═════ SOURCE DATA ═════

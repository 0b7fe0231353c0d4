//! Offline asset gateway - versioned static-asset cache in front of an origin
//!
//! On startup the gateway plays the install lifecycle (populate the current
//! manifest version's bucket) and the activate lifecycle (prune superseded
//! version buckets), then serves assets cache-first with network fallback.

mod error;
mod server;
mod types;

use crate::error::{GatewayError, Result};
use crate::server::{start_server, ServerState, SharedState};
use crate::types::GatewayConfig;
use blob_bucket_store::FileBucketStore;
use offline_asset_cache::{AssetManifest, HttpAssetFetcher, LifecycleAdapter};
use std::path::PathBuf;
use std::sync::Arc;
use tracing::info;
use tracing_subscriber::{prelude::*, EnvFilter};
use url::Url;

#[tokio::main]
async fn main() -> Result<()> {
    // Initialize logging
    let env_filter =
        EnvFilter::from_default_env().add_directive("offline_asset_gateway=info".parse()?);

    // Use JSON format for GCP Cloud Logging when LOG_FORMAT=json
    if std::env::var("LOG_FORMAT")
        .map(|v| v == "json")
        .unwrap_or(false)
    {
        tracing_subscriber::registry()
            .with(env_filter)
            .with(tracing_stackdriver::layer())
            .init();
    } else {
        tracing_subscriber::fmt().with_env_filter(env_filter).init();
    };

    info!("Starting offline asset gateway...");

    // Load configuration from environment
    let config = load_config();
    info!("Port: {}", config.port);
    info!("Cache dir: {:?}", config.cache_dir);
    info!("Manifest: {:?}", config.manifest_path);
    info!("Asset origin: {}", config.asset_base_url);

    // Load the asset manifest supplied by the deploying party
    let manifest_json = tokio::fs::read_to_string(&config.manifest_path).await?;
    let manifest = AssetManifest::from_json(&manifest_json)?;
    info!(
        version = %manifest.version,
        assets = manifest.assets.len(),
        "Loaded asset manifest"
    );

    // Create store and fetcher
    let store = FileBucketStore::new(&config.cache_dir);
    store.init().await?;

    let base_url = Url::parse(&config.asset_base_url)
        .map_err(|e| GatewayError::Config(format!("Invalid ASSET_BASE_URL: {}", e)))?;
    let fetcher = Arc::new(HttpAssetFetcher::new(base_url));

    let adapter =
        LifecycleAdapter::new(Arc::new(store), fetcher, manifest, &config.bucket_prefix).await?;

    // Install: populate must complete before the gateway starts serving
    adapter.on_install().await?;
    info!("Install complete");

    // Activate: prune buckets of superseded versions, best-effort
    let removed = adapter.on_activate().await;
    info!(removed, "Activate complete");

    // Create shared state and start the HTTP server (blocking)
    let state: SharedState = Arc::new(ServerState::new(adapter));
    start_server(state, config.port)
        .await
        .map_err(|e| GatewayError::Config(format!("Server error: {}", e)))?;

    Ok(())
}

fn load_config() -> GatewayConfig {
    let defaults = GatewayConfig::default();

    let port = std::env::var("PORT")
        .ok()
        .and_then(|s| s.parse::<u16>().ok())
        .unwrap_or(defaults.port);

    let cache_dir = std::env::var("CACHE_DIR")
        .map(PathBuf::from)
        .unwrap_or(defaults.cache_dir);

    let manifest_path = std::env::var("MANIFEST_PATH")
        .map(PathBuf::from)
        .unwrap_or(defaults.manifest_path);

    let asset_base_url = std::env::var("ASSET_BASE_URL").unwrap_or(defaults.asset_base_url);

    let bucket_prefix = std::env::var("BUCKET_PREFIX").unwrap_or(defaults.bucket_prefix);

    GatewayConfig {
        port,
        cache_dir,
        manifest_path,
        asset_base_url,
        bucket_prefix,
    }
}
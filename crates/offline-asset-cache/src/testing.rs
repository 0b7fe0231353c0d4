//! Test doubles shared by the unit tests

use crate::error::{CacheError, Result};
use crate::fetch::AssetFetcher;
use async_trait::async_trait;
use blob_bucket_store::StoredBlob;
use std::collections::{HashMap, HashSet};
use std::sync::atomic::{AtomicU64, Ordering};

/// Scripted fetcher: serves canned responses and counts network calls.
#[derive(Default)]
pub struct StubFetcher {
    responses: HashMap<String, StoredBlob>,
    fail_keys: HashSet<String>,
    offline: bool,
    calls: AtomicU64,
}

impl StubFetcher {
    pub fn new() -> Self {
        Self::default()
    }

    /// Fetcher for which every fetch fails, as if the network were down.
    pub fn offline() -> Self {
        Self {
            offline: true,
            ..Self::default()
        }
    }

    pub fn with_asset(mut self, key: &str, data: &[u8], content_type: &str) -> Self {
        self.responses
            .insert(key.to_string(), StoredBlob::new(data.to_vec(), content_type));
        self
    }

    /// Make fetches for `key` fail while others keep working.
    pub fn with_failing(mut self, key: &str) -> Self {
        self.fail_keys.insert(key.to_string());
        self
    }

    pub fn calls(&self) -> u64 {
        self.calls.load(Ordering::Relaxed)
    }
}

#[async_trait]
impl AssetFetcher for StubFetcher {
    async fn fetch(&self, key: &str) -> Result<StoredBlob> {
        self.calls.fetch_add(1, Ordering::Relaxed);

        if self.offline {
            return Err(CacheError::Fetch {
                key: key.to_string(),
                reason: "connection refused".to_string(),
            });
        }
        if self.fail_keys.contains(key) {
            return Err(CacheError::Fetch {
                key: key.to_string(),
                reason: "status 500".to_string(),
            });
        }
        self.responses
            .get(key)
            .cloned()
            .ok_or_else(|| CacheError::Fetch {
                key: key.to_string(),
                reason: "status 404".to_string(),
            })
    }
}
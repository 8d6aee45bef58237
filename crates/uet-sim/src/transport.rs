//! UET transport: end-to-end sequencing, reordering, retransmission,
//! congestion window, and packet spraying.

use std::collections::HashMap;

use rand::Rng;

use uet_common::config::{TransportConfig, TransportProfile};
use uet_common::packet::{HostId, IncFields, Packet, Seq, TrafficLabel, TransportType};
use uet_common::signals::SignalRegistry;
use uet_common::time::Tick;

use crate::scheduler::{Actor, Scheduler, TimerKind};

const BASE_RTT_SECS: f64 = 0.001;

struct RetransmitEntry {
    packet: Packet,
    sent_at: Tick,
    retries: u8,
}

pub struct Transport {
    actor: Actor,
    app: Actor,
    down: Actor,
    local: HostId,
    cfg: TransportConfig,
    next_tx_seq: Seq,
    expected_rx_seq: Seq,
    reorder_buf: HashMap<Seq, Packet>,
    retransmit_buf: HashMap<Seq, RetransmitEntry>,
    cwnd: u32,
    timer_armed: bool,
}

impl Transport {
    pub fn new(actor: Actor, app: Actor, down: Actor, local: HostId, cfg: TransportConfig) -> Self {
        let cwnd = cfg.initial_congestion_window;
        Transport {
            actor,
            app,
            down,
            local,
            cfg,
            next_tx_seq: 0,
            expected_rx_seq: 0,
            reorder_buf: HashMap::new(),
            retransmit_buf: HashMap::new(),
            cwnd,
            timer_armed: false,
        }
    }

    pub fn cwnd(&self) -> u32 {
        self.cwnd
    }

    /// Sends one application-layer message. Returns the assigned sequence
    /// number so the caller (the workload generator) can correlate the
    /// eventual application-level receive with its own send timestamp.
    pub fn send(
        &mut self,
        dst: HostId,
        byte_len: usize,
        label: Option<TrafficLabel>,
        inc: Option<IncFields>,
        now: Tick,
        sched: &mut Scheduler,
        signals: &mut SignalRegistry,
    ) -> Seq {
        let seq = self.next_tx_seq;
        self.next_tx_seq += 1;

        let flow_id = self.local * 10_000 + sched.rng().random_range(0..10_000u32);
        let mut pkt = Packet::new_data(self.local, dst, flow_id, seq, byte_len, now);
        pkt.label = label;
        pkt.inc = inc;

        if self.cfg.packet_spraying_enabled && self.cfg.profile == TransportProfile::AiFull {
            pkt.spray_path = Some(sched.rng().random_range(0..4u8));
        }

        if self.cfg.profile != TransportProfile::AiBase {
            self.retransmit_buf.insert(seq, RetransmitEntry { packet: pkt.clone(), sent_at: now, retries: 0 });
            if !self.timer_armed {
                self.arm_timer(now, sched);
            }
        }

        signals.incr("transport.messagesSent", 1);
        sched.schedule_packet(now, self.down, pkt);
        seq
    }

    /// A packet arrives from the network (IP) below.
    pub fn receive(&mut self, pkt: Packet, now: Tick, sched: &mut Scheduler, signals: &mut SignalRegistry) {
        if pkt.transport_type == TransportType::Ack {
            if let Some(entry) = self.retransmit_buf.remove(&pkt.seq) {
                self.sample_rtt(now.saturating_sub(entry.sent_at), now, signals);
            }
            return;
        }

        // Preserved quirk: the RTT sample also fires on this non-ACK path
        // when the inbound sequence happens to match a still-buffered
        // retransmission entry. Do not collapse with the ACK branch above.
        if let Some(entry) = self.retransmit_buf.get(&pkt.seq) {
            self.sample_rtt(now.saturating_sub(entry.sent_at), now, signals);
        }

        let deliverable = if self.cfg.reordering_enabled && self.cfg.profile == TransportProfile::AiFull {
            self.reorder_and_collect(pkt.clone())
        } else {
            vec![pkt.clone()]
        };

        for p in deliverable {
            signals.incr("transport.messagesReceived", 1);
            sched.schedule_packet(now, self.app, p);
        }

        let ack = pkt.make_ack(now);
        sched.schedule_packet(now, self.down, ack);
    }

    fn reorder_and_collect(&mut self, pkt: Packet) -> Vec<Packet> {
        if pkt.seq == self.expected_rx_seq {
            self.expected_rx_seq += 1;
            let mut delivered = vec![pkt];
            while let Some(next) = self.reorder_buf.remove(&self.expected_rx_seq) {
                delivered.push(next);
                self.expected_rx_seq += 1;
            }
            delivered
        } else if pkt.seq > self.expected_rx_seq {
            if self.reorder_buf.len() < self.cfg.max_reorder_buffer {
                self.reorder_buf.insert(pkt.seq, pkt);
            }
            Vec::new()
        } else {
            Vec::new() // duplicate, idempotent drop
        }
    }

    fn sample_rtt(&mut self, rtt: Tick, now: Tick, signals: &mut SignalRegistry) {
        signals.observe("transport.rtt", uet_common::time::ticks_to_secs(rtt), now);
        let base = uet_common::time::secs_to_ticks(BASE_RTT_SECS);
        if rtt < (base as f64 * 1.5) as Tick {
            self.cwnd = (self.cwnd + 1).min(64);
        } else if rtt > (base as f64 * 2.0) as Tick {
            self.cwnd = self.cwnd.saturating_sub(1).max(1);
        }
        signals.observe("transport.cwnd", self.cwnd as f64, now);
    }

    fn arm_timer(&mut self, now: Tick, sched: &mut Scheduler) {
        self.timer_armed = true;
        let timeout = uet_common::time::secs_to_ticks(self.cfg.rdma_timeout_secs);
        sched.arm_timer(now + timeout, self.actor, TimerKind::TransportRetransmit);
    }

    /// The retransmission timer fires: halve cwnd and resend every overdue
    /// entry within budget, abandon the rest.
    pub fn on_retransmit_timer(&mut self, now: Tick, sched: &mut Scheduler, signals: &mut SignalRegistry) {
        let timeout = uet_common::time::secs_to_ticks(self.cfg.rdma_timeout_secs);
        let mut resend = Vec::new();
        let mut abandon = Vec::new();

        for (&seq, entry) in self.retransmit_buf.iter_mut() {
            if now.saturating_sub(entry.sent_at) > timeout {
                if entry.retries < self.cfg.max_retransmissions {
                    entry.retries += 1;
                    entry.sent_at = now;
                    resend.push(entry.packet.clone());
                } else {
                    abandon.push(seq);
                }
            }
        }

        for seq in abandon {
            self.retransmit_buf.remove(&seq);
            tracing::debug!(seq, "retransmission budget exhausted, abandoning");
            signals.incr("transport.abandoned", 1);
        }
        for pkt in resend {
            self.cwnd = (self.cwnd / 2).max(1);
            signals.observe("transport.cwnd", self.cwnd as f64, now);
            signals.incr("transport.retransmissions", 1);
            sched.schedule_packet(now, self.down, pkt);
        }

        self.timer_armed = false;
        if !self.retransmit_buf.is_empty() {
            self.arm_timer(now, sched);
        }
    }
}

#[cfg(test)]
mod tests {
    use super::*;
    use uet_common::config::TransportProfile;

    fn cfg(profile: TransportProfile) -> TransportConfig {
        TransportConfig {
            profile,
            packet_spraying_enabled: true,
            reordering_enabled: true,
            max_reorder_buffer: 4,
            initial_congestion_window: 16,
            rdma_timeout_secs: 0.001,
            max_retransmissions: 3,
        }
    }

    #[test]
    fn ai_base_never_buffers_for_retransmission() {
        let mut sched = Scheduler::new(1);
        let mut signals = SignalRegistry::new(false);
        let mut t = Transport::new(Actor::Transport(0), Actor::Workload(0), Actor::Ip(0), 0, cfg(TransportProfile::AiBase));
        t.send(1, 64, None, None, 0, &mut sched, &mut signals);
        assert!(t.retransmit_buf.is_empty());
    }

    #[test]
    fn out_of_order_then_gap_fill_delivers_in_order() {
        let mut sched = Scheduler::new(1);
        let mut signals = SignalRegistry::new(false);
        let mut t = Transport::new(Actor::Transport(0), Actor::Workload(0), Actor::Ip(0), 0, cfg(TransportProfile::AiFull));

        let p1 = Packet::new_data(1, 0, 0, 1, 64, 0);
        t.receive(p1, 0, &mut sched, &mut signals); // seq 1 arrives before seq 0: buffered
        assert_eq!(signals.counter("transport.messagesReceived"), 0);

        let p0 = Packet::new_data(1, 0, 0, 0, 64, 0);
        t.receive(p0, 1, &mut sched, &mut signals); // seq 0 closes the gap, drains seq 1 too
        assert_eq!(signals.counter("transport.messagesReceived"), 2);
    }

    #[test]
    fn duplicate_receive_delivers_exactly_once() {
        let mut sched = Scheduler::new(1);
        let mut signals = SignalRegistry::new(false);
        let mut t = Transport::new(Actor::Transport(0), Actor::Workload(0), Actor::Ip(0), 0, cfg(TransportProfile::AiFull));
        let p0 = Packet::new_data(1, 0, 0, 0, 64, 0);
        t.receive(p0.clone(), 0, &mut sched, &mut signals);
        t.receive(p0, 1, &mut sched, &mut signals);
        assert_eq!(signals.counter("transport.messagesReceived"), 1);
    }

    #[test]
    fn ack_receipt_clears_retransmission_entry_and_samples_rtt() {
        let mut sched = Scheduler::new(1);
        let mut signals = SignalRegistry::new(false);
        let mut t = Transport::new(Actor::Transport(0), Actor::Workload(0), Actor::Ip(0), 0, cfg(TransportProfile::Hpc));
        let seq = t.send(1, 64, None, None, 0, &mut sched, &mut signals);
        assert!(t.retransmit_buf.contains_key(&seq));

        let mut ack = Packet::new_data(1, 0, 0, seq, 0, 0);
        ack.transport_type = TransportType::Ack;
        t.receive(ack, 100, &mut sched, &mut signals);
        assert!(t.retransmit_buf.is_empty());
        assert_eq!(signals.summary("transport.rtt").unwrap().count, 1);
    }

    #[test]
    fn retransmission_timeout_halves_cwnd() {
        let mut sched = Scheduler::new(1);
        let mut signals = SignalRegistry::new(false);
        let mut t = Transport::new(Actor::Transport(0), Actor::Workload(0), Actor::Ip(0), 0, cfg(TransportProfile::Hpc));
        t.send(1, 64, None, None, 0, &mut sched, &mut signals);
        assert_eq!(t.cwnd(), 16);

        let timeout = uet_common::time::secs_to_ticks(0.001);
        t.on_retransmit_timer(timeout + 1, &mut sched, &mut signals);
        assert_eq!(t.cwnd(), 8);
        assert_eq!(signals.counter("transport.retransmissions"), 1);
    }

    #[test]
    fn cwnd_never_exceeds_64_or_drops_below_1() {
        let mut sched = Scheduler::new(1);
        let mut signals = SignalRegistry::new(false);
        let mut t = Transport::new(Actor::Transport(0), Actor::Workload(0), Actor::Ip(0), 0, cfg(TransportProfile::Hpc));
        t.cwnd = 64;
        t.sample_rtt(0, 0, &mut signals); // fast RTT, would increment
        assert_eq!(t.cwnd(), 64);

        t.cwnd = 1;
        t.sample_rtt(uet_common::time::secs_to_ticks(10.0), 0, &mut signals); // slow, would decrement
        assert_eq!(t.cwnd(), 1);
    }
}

═════
═════ SOURCE DATA ═════

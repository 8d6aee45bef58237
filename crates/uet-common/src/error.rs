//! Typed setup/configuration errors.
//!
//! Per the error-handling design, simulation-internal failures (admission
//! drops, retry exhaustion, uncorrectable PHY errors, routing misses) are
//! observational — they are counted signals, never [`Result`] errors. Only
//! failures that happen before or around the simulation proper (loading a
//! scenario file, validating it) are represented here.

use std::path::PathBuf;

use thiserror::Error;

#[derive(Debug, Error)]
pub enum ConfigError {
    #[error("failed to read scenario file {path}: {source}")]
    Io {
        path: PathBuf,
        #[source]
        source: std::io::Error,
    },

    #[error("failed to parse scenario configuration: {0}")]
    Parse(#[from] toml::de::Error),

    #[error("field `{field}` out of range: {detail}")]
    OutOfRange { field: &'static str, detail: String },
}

═════

Count the lines above that contain the word "simulation". Write only the number.

SOLUTION FOR THIS EXERCISE: 2